» **Your objective**: Each line of the material that mentions the word "wise" is to be copied.

» **Given entries**:

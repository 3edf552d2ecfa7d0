use std::fs::File;
use std::io::{self, BufReader, Read};
use std::path::Path;

use anyhow::{Context, Result};

/// Bitstream source reading either a file or stdin (`-`).
pub struct InputReader {
    reader: Box<dyn Read>,
}

impl InputReader {
    pub fn new<P: AsRef<Path>>(input_path: P) -> Result<Self> {
        let path = input_path.as_ref();

        let reader: Box<dyn Read> = if path.as_os_str() == "-" {
            Box::new(io::stdin().lock())
        } else {
            let file = File::open(path)
                .with_context(|| format!("Failed to open {}", path.display()))?;
            Box::new(BufReader::new(file))
        };

        Ok(Self { reader })
    }

    #[cfg(test)]
    pub fn from_reader<R: Read + 'static>(reader: R) -> Self {
        Self {
            reader: Box::new(reader),
        }
    }

    /// Feeds the input to `callback` in chunks of at most `chunk_size` bytes
    /// until EOF or until the callback returns `Ok(false)`.
    pub fn process_chunks<F>(&mut self, chunk_size: usize, mut callback: F) -> Result<()>
    where
        F: FnMut(&[u8]) -> Result<bool>,
    {
        let mut buffer = vec![0u8; chunk_size];

        loop {
            let bytes_read = match self.reader.read(&mut buffer) {
                Ok(0) => break,
                Ok(n) => n,
                Err(e) if e.kind() == io::ErrorKind::Interrupted => continue,
                Err(e) => return Err(e.into()),
            };

            if !callback(&buffer[..bytes_read])? {
                break;
            }
        }

        Ok(())
    }
}

#[cfg(test)]
mod tests {
    use super::*;

    #[test]
    fn chunks_until_callback_stops() -> Result<()> {
        let data = (0..=255u8).collect::<Vec<_>>();

        let mut seen = Vec::new();
        InputReader::from_reader(io::Cursor::new(data.clone())).process_chunks(100, |chunk| {
            seen.extend_from_slice(chunk);
            Ok(true)
        })?;
        assert_eq!(seen, data);

        let mut calls = 0;
        InputReader::from_reader(io::Cursor::new(data)).process_chunks(100, |_| {
            calls += 1;
            Ok(false)
        })?;
        assert_eq!(calls, 1);

        Ok(())
    }
}
use std::ops::{Add, Div, Mul, Neg, Sub};

use serde::{Deserialize, Serialize};

/// A point or direction in listener space.
#[derive(Debug, Clone, Copy, Default, PartialEq, Serialize, Deserialize)]
pub struct Vec3 {
    pub x: f32,
    pub y: f32,
    pub z: f32,
}

impl Vec3 {
    pub const ZERO: Self = Self::new(0.0, 0.0, 0.0);
    pub const ONE: Self = Self::new(1.0, 1.0, 1.0);

    pub const fn new(x: f32, y: f32, z: f32) -> Self {
        Self { x, y, z }
    }

    #[inline]
    pub fn dot(self, other: Self) -> f32 {
        self.x * other.x + self.y * other.y + self.z * other.z
    }

    #[inline]
    pub fn length(self) -> f32 {
        self.dot(self).sqrt()
    }

    /// Unit vector in the same direction, or `None` for a zero-length vector.
    pub fn normalized(self) -> Option<Self> {
        let len = self.length();
        if len <= f32::EPSILON || !len.is_finite() {
            return None;
        }

        Some(self / len)
    }

    #[inline]
    pub fn lerp(self, other: Self, t: f32) -> Self {
        self + (other - self) * t
    }

    /// Component-wise product.
    #[inline]
    pub fn scale(self, other: Self) -> Self {
        Self::new(self.x * other.x, self.y * other.y, self.z * other.z)
    }

    /// Component-wise quotient; zero divisors leave the component at zero.
    pub fn unscale(self, other: Self) -> Self {
        let div = |a: f32, b: f32| if b == 0.0 { 0.0 } else { a / b };
        Self::new(div(self.x, other.x), div(self.y, other.y), div(self.z, other.z))
    }

    pub fn clamp(self, min: f32, max: f32) -> Self {
        Self::new(
            self.x.clamp(min, max),
            self.y.clamp(min, max),
            self.z.clamp(min, max),
        )
    }

    pub fn distance(self, other: Self) -> f32 {
        (self - other).length()
    }
}

impl Add for Vec3 {
    type Output = Self;

    fn add(self, rhs: Self) -> Self {
        Self::new(self.x + rhs.x, self.y + rhs.y, self.z + rhs.z)
    }
}

impl Sub for Vec3 {
    type Output = Self;

    fn sub(self, rhs: Self) -> Self {
        Self::new(self.x - rhs.x, self.y - rhs.y, self.z - rhs.z)
    }
}

impl Mul<f32> for Vec3 {
    type Output = Self;

    fn mul(self, rhs: f32) -> Self {
        Self::new(self.x * rhs, self.y * rhs, self.z * rhs)
    }
}

impl Div<f32> for Vec3 {
    type Output = Self;

    fn div(self, rhs: f32) -> Self {
        Self::new(self.x / rhs, self.y / rhs, self.z / rhs)
    }
}

impl Neg for Vec3 {
    type Output = Self;

    fn neg(self) -> Self {
        Self::new(-self.x, -self.y, -self.z)
    }
}

impl From<[f32; 3]> for Vec3 {
    fn from(v: [f32; 3]) -> Self {
        Self::new(v[0], v[1], v[2])
    }
}

#[test]
fn lerp_endpoints() {
    let a = Vec3::new(0.0, 1.0, -1.0);
    let b = Vec3::new(1.0, 0.0, 1.0);

    assert_eq!(a.lerp(b, 0.0), a);
    assert_eq!(a.lerp(b, 1.0), b);
    assert_eq!(a.lerp(b, 0.5), Vec3::new(0.5, 0.5, 0.0));
    assert!(Vec3::ZERO.normalized().is_none());
}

» **Exercise result**:
    /// Component-wise product.
    /// Component-wise quotient; zero divisors leave the component at zero.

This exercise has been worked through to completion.